◆ **Exercise aim**
The required output is every line from the beginning of the entries below through the line that includes "use crate::database::params::QueryParams;", copied exactly.

[Stored data]
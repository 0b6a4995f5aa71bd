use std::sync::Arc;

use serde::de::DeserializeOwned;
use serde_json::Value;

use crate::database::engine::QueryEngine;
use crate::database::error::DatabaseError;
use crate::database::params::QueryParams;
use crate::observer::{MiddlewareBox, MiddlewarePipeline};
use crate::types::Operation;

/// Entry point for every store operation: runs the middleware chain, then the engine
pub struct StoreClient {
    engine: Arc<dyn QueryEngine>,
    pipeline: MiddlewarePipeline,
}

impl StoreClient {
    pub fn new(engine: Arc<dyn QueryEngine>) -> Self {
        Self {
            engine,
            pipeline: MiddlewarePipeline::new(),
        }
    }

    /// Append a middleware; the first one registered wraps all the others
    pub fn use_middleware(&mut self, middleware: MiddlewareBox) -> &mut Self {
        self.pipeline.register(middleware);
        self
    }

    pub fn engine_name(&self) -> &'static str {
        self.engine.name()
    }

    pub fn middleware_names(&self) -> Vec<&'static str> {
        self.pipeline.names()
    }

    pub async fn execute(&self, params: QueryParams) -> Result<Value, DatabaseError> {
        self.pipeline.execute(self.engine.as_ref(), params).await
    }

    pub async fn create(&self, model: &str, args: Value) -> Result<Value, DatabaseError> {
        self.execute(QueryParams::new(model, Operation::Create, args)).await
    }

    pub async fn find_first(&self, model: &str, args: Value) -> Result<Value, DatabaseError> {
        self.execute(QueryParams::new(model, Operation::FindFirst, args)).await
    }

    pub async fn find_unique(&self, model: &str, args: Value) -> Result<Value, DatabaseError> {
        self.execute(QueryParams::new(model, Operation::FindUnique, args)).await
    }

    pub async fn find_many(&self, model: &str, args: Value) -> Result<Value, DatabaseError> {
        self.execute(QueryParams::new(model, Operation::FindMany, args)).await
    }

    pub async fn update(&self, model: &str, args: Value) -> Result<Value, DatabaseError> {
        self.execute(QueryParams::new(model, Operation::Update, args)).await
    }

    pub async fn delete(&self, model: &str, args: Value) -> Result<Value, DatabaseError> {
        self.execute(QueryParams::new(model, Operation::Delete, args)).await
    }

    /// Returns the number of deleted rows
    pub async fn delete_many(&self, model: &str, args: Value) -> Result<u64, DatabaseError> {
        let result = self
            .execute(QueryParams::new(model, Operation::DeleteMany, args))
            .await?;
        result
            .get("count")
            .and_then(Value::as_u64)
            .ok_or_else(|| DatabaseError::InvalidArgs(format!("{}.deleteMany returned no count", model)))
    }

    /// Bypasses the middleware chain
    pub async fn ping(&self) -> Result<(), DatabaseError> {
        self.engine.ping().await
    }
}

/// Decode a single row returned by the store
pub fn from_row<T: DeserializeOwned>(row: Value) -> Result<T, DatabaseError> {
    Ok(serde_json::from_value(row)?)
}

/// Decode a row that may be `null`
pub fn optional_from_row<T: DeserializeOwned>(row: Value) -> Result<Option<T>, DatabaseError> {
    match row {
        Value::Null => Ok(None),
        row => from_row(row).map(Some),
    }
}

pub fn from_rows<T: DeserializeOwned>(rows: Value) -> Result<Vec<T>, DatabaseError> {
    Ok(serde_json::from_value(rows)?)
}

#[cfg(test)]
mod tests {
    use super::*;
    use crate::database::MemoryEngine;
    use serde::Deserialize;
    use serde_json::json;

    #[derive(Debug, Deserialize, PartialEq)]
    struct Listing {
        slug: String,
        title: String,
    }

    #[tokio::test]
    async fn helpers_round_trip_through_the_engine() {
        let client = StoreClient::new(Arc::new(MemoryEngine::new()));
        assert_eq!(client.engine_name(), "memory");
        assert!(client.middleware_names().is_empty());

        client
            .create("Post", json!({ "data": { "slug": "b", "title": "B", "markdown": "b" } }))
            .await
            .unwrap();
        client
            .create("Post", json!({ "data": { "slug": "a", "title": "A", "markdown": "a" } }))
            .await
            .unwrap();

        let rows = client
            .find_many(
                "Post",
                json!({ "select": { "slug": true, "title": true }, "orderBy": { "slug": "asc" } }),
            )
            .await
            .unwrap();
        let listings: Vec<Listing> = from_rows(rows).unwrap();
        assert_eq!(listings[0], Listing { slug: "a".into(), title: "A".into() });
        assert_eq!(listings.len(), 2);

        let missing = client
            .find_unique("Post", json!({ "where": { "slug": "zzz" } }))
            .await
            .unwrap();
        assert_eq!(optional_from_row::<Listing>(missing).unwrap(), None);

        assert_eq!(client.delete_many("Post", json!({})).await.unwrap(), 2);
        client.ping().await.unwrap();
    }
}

◆ **Response to the exercise**
repository 0b6a4995f5aa71bd
use std::sync::Arc;

use serde::de::DeserializeOwned;
use serde_json::Value;

use crate::database::engine::QueryEngine;
use crate::database::error::DatabaseError;
use crate::database::params::QueryParams;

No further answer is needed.